-- REQUIRED WORK --
Only the lines from the top of the data through the line containing "if rank == 3" should be duplicated, exactly as they appear.
Segment Start: RECORDED INFORMATION
use crate::standings::calculate_standings;
use crate::tournament::Tournament;
use crate::types::*;
use serde::{Deserialize, Serialize};
use std::{
  cmp::Ordering,
  collections::{BTreeMap, HashMap, HashSet},
};
use tracing::{debug, warn};

// ── Placeholder grammar ────────────────────────────────────────────────

#[derive(Debug, Clone, PartialEq, Eq)]
pub enum SlotSource {
  Team(TeamId),
  GroupPosition { rank: usize, group: String },
  /// `"3º Grupo A/B/C/D/F"`
  ThirdPlace { groups: Vec<String> },
  Winner(String),
  Loser(String),
  Conflict,
}

impl SlotSource {
  pub fn parse(raw: &str) -> SlotSource {
    let trimmed = raw.trim();
    if trimmed == THIRD_PLACE_CONFLICT {
      return SlotSource::Conflict;
    }
    if let Some(rest) = trimmed.strip_prefix("Venc. ") {
      return SlotSource::Winner(rest.trim().to_string());
    }
    if let Some(rest) = trimmed.strip_prefix("Perd. ") {
      return SlotSource::Loser(rest.trim().to_string());
    }
    let parts: Vec<&str> = trimmed.split_whitespace().collect();
    if let [rank, "Grupo", group] = parts.as_slice() {
      let rank = rank.trim_end_matches(&['º', 'ª', '°'][..]).parse::<usize>();
      if let Ok(rank) = rank {
        if rank == 3 && group.contains('/') {
          let groups = group
            .split('/')
            .map(|g| g.trim().to_string())
            .filter(|g| !g.is_empty())
            .collect();
          return SlotSource::ThirdPlace { groups };
        }
        return SlotSource::GroupPosition {
          rank,
          group: group.to_string(),
        };
      }
    }
    SlotSource::Team(trimmed.to_string())
  }

  pub fn is_concrete(&self) -> bool {
    matches!(self, SlotSource::Team(_))
  }
}

pub fn is_concrete_team(raw: &str) -> bool {
  SlotSource::parse(raw).is_concrete()
}

#[derive(Debug, Clone, PartialEq, Eq)]
enum SlotResolution {
  Ready(TeamId),
  Pending,
}

#[derive(Debug, Clone, Copy, PartialEq, Eq)]
enum Side {
  Home,
  Away,
}

fn slot_mut(m: &mut Match, side: Side) -> &mut TeamId {
  match side {
    Side::Home => &mut m.home_team_id,
    Side::Away => &mut m.away_team_id,
  }
}

fn slot(m: &Match, side: Side) -> &TeamId {
  match side {
    Side::Home => &m.home_team_id,
    Side::Away => &m.away_team_id,
  }
}

fn apply_slot_resolution(m: &mut Match, side: Side, resolution: SlotResolution) -> bool {
  match resolution {
    SlotResolution::Ready(team) => {
      let current = slot_mut(m, side);
      if *current == team {
        false
      } else {
        *current = team;
        true
      }
    }
    SlotResolution::Pending => false,
  }
}

// ── Match outcomes ─────────────────────────────────────────────────────

pub fn winner_of(m: &Match) -> Option<&TeamId> {
  decided(m).map(|(winner, _)| winner)
}

pub fn loser_of(m: &Match) -> Option<&TeamId> {
  decided(m).map(|(_, loser)| loser)
}

fn decided(m: &Match) -> Option<(&TeamId, &TeamId)> {
  if m.status != MatchStatus::Finished {
    return None;
  }
  if !is_concrete_team(&m.home_team_id) || !is_concrete_team(&m.away_team_id) {
    return None;
  }
  let (home, away) = m.scores()?;
  match home.cmp(&away) {
    Ordering::Greater => Some((&m.home_team_id, &m.away_team_id)),
    Ordering::Less => Some((&m.away_team_id, &m.home_team_id)),
    Ordering::Equal => None,
  }
}

// ── Third places ───────────────────────────────────────────────────────

#[derive(Debug, Clone, PartialEq, Eq, Serialize, Deserialize)]
#[serde(rename_all = "camelCase")]
pub struct ThirdPlaceTeam {
  pub group: String,
  pub team_id: TeamId,
  pub points: u32,
  pub gd: i32,
  pub gf: u32,
}

pub fn rank_third_places(standings: &GroupStandings) -> Vec<ThirdPlaceTeam> {
  let mut thirds: Vec<ThirdPlaceTeam> = standings
    .iter()
    .filter_map(|(group, table)| {
      let row = table.get(2)?;
      Some(ThirdPlaceTeam {
        group: group.clone(),
        team_id: row.team_id.clone(),
        points: row.points,
        gd: row.gd,
        gf: row.gf,
      })
    })
    .collect();
  thirds.sort_by(|a, b| {
    b.points
      .cmp(&a.points)
      .then(b.gd.cmp(&a.gd))
      .then(b.gf.cmp(&a.gf))
      .then_with(|| a.group.cmp(&b.group))
  });
  thirds
}

#[derive(Debug, Clone)]
struct ThirdSlot {
  match_idx: usize,
  match_id: String,
  side: Side,
  eligible: Vec<String>,
}

// Keeps the assignment that fills the most slots; stops at the first complete one.
struct ThirdPlaceSearch<'a> {
  slots: &'a [ThirdSlot],
  qualifiers: &'a [ThirdPlaceTeam],
  used: Vec<bool>,
  current: Vec<Option<usize>>,
  best: Vec<Option<usize>>,
  best_filled: usize,
}

impl<'a> ThirdPlaceSearch<'a> {
  fn new(slots: &'a [ThirdSlot], qualifiers: &'a [ThirdPlaceTeam]) -> Self {
    ThirdPlaceSearch {
      slots,
      qualifiers,
      used: vec![false; qualifiers.len()],
      current: vec![None; slots.len()],
      best: vec![None; slots.len()],
      best_filled: 0,
    }
  }

  fn run(mut self) -> Vec<Option<usize>> {
    self.search(0, 0);
    self.best
  }

  fn search(&mut self, depth: usize, filled: usize) -> bool {
    if depth == self.slots.len() {
      if filled > self.best_filled {
        self.best = self.current.clone();
        self.best_filled = filled;
      }
      return filled == self.slots.len();
    }
    if filled + (self.slots.len() - depth) <= self.best_filled {
      return false;
    }

    for q in 0..self.qualifiers.len() {
      if self.used[q] || !self.slots[depth].eligible.contains(&self.qualifiers[q].group) {
        continue;
      }
      self.used[q] = true;
      self.current[depth] = Some(q);
      if self.search(depth + 1, filled + 1) {
        return true;
      }
      self.used[q] = false;
      self.current[depth] = None;
    }

    // Leave this slot empty and see how far the rest gets.
    self.search(depth + 1, filled)
  }
}

fn collect_third_slots(matches: &[Match], third_place_slots: &BTreeMap<String, Vec<String>>) -> Vec<ThirdSlot> {
  let mut slots = Vec::new();
  for (match_idx, m) in matches.iter().enumerate() {
    if m.phase == Phase::Group {
      continue;
    }
    for side in [Side::Home, Side::Away] {
      let SlotSource::ThirdPlace { groups } = SlotSource::parse(slot(m, side)) else {
        continue;
      };
      let eligible = third_place_slots.get(&m.id).cloned().unwrap_or(groups);
      slots.push(ThirdSlot {
        match_idx,
        match_id: m.id.clone(),
        side,
        eligible,
      });
    }
  }
  slots.sort_by(|a, b| {
    a.eligible
      .len()
      .cmp(&b.eligible.len())
      .then_with(|| a.match_id.cmp(&b.match_id))
  });
  slots
}

// Third-placed teams already written into a third-place match, e.g. by an admin edit.
fn placed_third_teams(
  matches: &[Match],
  third_place_slots: &BTreeMap<String, Vec<String>>,
  thirds: &[ThirdPlaceTeam],
) -> HashSet<TeamId> {
  matches
    .iter()
    .filter(|m| m.phase == Phase::Round32 || third_place_slots.contains_key(&m.id))
    .flat_map(|m| [&m.home_team_id, &m.away_team_id])
    .filter(|team| thirds.iter().any(|t| &t.team_id == *team))
    .cloned()
    .collect()
}

fn assign_third_places(
  matches: &mut [Match],
  standings: &GroupStandings,
  third_place_slots: &BTreeMap<String, Vec<String>>,
) {
  let slots = collect_third_slots(matches, third_place_slots);
  if slots.is_empty() {
    return;
  }
  let mut qualifiers = rank_third_places(standings);
  let placed = placed_third_teams(matches, third_place_slots, &qualifiers);
  let wanted = if third_place_slots.is_empty() {
    slots.len() + placed.len()
  } else {
    third_place_slots.len()
  };
  qualifiers.truncate(wanted);
  qualifiers.retain(|q| !placed.contains(&q.team_id));

  let assignment = ThirdPlaceSearch::new(&slots, &qualifiers).run();
  for (slot_def, picked) in slots.iter().zip(assignment) {
    let m = &mut matches[slot_def.match_idx];
    match picked {
      Some(q) => {
        *slot_mut(m, slot_def.side) = qualifiers[q].team_id.clone();
      }
      None => {
        warn!(
          match_id = %slot_def.match_id,
          eligible = ?slot_def.eligible,
          "no third-placed team left for slot"
        );
        *slot_mut(m, slot_def.side) = THIRD_PLACE_CONFLICT.to_string();
      }
    }
  }
}

// ── Resolution ─────────────────────────────────────────────────────────

fn resolve_group_position(source: &SlotSource, standings: &GroupStandings) -> SlotResolution {
  let SlotSource::GroupPosition { rank, group } = source else {
    return SlotResolution::Pending;
  };
  let row = rank
    .checked_sub(1)
    .and_then(|idx| standings.get(group).and_then(|table| table.get(idx)));
  match row {
    Some(row) => SlotResolution::Ready(row.team_id.clone()),
    None => {
      debug!(rank, group = %group, "group position not available");
      SlotResolution::Pending
    }
  }
}

fn find_match_ref(index: &HashMap<String, usize>, reference: &str) -> Option<usize> {
  index
    .get(reference)
    .or_else(|| index.get(&format!("m-{reference}")))
    .copied()
}

fn resolve_result_slot(source: &SlotSource, matches: &[Match], index: &HashMap<String, usize>) -> SlotResolution {
  let (reference, want_winner) = match source {
    SlotSource::Winner(reference) => (reference, true),
    SlotSource::Loser(reference) => (reference, false),
    _ => return SlotResolution::Pending,
  };
  let Some(idx) = find_match_ref(index, reference) else {
    debug!(reference = %reference, "unknown match reference");
    return SlotResolution::Pending;
  };
  let source_match = &matches[idx];
  let team = if want_winner {
    winner_of(source_match)
  } else {
    loser_of(source_match)
  };
  match team {
    Some(team) => SlotResolution::Ready(team.clone()),
    None => SlotResolution::Pending,
  }
}

/// Group positions, then third places, then winners and losers phase by phase.
/// Unresolvable slots keep their placeholder.
pub fn resolve_bracket(
  matches: &[Match],
  standings: &GroupStandings,
  third_place_slots: &BTreeMap<String, Vec<String>>,
) -> Vec<Match> {
  let mut resolved = matches.to_vec();

  for m in resolved.iter_mut().filter(|m| m.phase != Phase::Group) {
    for side in [Side::Home, Side::Away] {
      let source = SlotSource::parse(slot(m, side));
      let resolution = resolve_group_position(&source, standings);
      apply_slot_resolution(m, side, resolution);
    }
  }

  assign_third_places(&mut resolved, standings, third_place_slots);

  let index: HashMap<String, usize> = resolved
    .iter()
    .enumerate()
    .map(|(idx, m)| (m.id.clone(), idx))
    .collect();
  for phase in Phase::KNOCKOUT {
    for idx in 0..resolved.len() {
      if resolved[idx].phase != phase {
        continue;
      }
      for side in [Side::Home, Side::Away] {
        let source = SlotSource::parse(slot(&resolved[idx], side));
        let resolution = resolve_result_slot(&source, &resolved, &index);
        apply_slot_resolution(&mut resolved[idx], side, resolution);
      }
    }
  }

  resolved
}

#[derive(Debug, Clone, PartialEq, Serialize, Deserialize)]
#[serde(rename_all = "camelCase")]
pub struct ResolvedTournament {
  pub matches: Vec<Match>,
  pub standings: GroupStandings,
}

pub fn resolve_tournament(tournament: &Tournament, matches: &[Match]) -> ResolvedTournament {
  let standings = calculate_standings(&tournament.groups, matches);
  let matches = resolve_bracket(matches, &standings, &tournament.third_place_slots);
  ResolvedTournament { matches, standings }
}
Segment End: RECORDED INFORMATION
-- EXERCISE RESULT --
use crate::standings::calculate_standings;
use crate::tournament::Tournament;
use crate::types::*;
use serde::{Deserialize, Serialize};
use std::{
  cmp::Ordering,
  collections::{BTreeMap, HashMap, HashSet},
};
use tracing::{debug, warn};

// ── Placeholder grammar ────────────────────────────────────────────────

#[derive(Debug, Clone, PartialEq, Eq)]
pub enum SlotSource {
  Team(TeamId),
  GroupPosition { rank: usize, group: String },
  /// `"3º Grupo A/B/C/D/F"`
  ThirdPlace { groups: Vec<String> },
  Winner(String),
  Loser(String),
  Conflict,
}

impl SlotSource {
  pub fn parse(raw: &str) -> SlotSource {
    let trimmed = raw.trim();
    if trimmed == THIRD_PLACE_CONFLICT {
      return SlotSource::Conflict;
    }
    if let Some(rest) = trimmed.strip_prefix("Venc. ") {
      return SlotSource::Winner(rest.trim().to_string());
    }
    if let Some(rest) = trimmed.strip_prefix("Perd. ") {
      return SlotSource::Loser(rest.trim().to_string());
    }
    let parts: Vec<&str> = trimmed.split_whitespace().collect();
    if let [rank, "Grupo", group] = parts.as_slice() {
      let rank = rank.trim_end_matches(&['º', 'ª', '°'][..]).parse::<usize>();
      if let Ok(rank) = rank {
        if rank == 3 && group.contains('/') {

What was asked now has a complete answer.